23 March 2006 Edition
The Matt Treacy Column
Good conclusion to club championships despite weather
Last Sunday Fermanagh beat Dublin. To the best of my recollection, and that of any of the other sad people who would know these things, it is the first time that Dublin have been beaten by Fermanagh in senior football. Or maybe in anything other than drinking vodkas and red bull, or driving at high speed on the wrong side of the road. Denise.
Anyway I didn't go to see it so I really don't have to talk about it. I was playing hurling and we won. Someone said I reminded them of a young DJ, D.J Curtin, veteran star of the showband scene, that is. I sing like D.J Carey and play hurling like D.J Curtin.
St. Patrick's Day brought back memories of cold days of years back when freezing to death in Croke Park at the Railway Cup finals was regarded as a patriotic duty, and possibly a way of getting out of purgatory a few millennia before your release date. Now it hosts the staging of the All Ireland Club finals.
Croke Park has changed beyond recognition but some things remain the same. It was still bitterly cold and prey to a wind that seems to attack you from every angle. The only difference now is that if you are fortunate enough to be in the Premier Section you can escape to the bar and peer at proceedings through the glass. Which of course, as True Gaels, we did no such thing. Okay, we might have for a while.
Which reminds me of one of the most bizarre scenes I have ever witnessed at Croker. It was at the qualifier in 2002 between Tyrone and Sligo which Sligo won. Sligo won that one. Tyrone were beaten. Anyway, returning from performing my toilette, I ran into a group of about five chaps from Tyrone who were standing staring up at the match on a small television in the corner, nursing pints. The same match that they could have seen in the flesh if they had but ventured outside the door into the seating area.
But perhaps I am being unkind. Perhaps they were the Ballygawley Alcoholics Vertigo Sufferers Support Group. Ascending in the lift was psychological capital. Ordering the pints was a little step backward but, hey, they were doing their best.
You would probably have needed to be emotionally involved in either of the club finals to have sat happily through the Arctic conditions on Paddy's Day, especially with the warmth and comfort of the bar close at hand. I did, however, see the whole of the hurling between Portumna and Newtownshandrum and it was well worth the loss of several remote digits to the thermo frost.
The Galwaymen had come to the final with a more impressive haul of scalps under their belt and they franked that form with a powerful display. Whatever they are putting in the water over there these days, it is producing some fine teams and I know several shrewd punters who have been examining the odds for the McCarthy Cup.
We already knew of the Canning and Hayes brothers and Michael Ryan was brilliant at centre half back, but there were others who shone who would not be familiar names. But then any team trained by a Treacy has to be good!
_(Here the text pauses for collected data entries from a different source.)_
use thiserror::Error;

#[derive(Error, Debug)]
pub enum AppError {
    #[error("Invalid amount")]
    InvalidAmount,

    #[error("Insufficient Balance")]
    InsufficientFunds,

    #[error("User already exists")]
    UserExists,

    #[error("Passwords do not match")]
    PasswordMismatch,

    #[error("Invalid Username or Password")]
    InvalidCredentials,

    #[error("Not logged in")]
    Unauthenticated,

    #[error("Account not found")]
    AccountNotFound,

    #[error("Storage error: {0}")] Storage(String),

    #[error("Configuration error: {0}")] Config(String),

    #[error("Internal error: {0}")] Internal(String),
}

impl AppError {
    /// Machine-readable error kind; the message stays human-facing.
    pub fn code(&self) -> &'static str {
        match self {
            AppError::InvalidAmount => "INVALID_AMOUNT",
            AppError::InsufficientFunds => "INSUFFICIENT_FUNDS",
            AppError::UserExists => "DUPLICATE_USER",
            AppError::PasswordMismatch => "PASSWORD_MISMATCH",
            AppError::InvalidCredentials => "INVALID_CREDENTIALS",
            AppError::Unauthenticated => "UNAUTHENTICATED",
            AppError::AccountNotFound => "ACCOUNT_NOT_FOUND",
            AppError::Storage(_) => "STORAGE_ERROR",
            AppError::Config(_) => "CONFIG_ERROR",
            AppError::Internal(_) => "INTERNAL_ERROR",
        }
    }
}

impl From<std::io::Error> for AppError {
    fn from(e: std::io::Error) -> Self {
        AppError::Storage(e.to_string())
    }
}

impl From<serde_json::Error> for AppError {
    fn from(e: serde_json::Error) -> Self {
        AppError::Storage(e.to_string())
    }
}

impl axum::response::IntoResponse for AppError {
    fn into_response(self) -> axum::response::Response {
        let status = match &self {
            | AppError::InvalidAmount
            | AppError::InsufficientFunds
            | AppError::PasswordMismatch => axum::http::StatusCode::BAD_REQUEST,
            AppError::UserExists => axum::http::StatusCode::CONFLICT,
            AppError::InvalidCredentials | AppError::Unauthenticated => {
                axum::http::StatusCode::UNAUTHORIZED
            }
            AppError::AccountNotFound => axum::http::StatusCode::NOT_FOUND,
            _ => axum::http::StatusCode::INTERNAL_SERVER_ERROR,
        };

        // The routes serve HTML forms, so errors render as plain text;
        // the kind stays on the type for callers that need it.
        (status, self.to_string()).into_response()
    }
}

pub type Result<T> = std::result::Result<T, AppError>;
Newtown over the past ten years have set the standard for the small club, especially in the context of the Cork hurling tradition that would have you believe that lads from the west of the county would be better off using their sticks to hammer nails. They had struggled against Ballygalget in the semi-finals although it was said that several of the team were suffering from flu at the time.
I doubt that was an excuse last week and they were always second best to Portumna. The O'Connor brothers did not shine and once that star was dimmed they were always going to face an uphill struggle against a team that was well drilled and possesses many fine and skilful players.
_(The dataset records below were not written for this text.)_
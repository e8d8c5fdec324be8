use axum::extract::State;
use axum::response::{Html, Redirect};
use axum::Form;
use serde::Deserialize;

use super::{AppState, SessionUser};
use crate::error::Result;
use crate::services::{self, parse_amount};
use crate::views;

pub async fn dashboard(
    State(state): State<AppState>,
    SessionUser(user): SessionUser,
) -> Result<Html<String>> {
    let account = state.store.ensure_profile(&user).await?;
    Ok(views::dashboard_page(&account))
}

pub async fn personal_banking(
    State(state): State<AppState>,
    SessionUser(user): SessionUser,
) -> Result<Html<String>> {
    let account = state.store.ensure_profile(&user).await?;
    let summary = services::summarize(&account.transactions);
    Ok(views::personal_banking_page(&user, &account, &summary))
}

pub async fn transactions(
    State(state): State<AppState>,
    SessionUser(user): SessionUser,
) -> Result<Html<String>> {
    let account = state.store.ensure_profile(&user).await?;
    Ok(views::transactions_page(&user, &account.transactions))
}

#[derive(Deserialize)]
pub struct AmountForm {
    pub amount: String,
}

pub async fn deposit(
    State(state): State<AppState>,
    SessionUser(user): SessionUser,
    Form(form): Form<AmountForm>,
) -> Result<Redirect> {
    let amount = parse_amount(&form.amount)?;
    state.banking.deposit(&user, amount).await?;
    Ok(Redirect::to("/personal-banking"))
}

pub async fn withdraw(
    State(state): State<AppState>,
    SessionUser(user): SessionUser,
    Form(form): Form<AmountForm>,
) -> Result<Redirect> {
    let amount = parse_amount(&form.amount)?;
    state.banking.withdraw(&user, amount).await?;
    Ok(Redirect::to("/personal-banking"))
}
The football was disappointing in contrast and once again begged the question as to why the hurling was played first. Salthill-Knocknacarra won't have worried about that, however, and they overcame St. Galls with probably a bit more in hand than was reflected in the scoreline. The wind played a big part and the Belfastmen performed well against it in the first half. To the extent, indeed, that the consensus among most people seemed to be that they would dominate proceedings after the break.
It was not to be. It is easy for those of us watching from the side to say of course, but it did appear that Galls lost the plot to some degree. They stopped doing the things they are good at - the short-passing and running off the ball that had won them the All Ireland Sevens and gotten them to the final in the first place - and were perhaps tempted by the strong wind at their backs to resort to the long, speculative ball. It didn't work although they might have argued the toss with regard to the goal that was disallowed.
Despite the weather then, it was a satisfying conclusion to the club championships at Senior, Intermediate and Junior levels. Clubs around the country will now be dreaming of county and perhaps bigger success over the coming few months. Few, indeed, being the operative word given the increasingly restricted club season in many counties.
There will be a hectic round of league and championship games, but for some that will come to an end as soon as the inter-county provincial championships begin in May and the club competitions are put on ice until the county team exits, which with the qualifier system can mean a virtual suspension of club competition for the whole of the summer. If, as the leadership of the association claims, the club remains the apple of its eye, then something needs to be done to address this.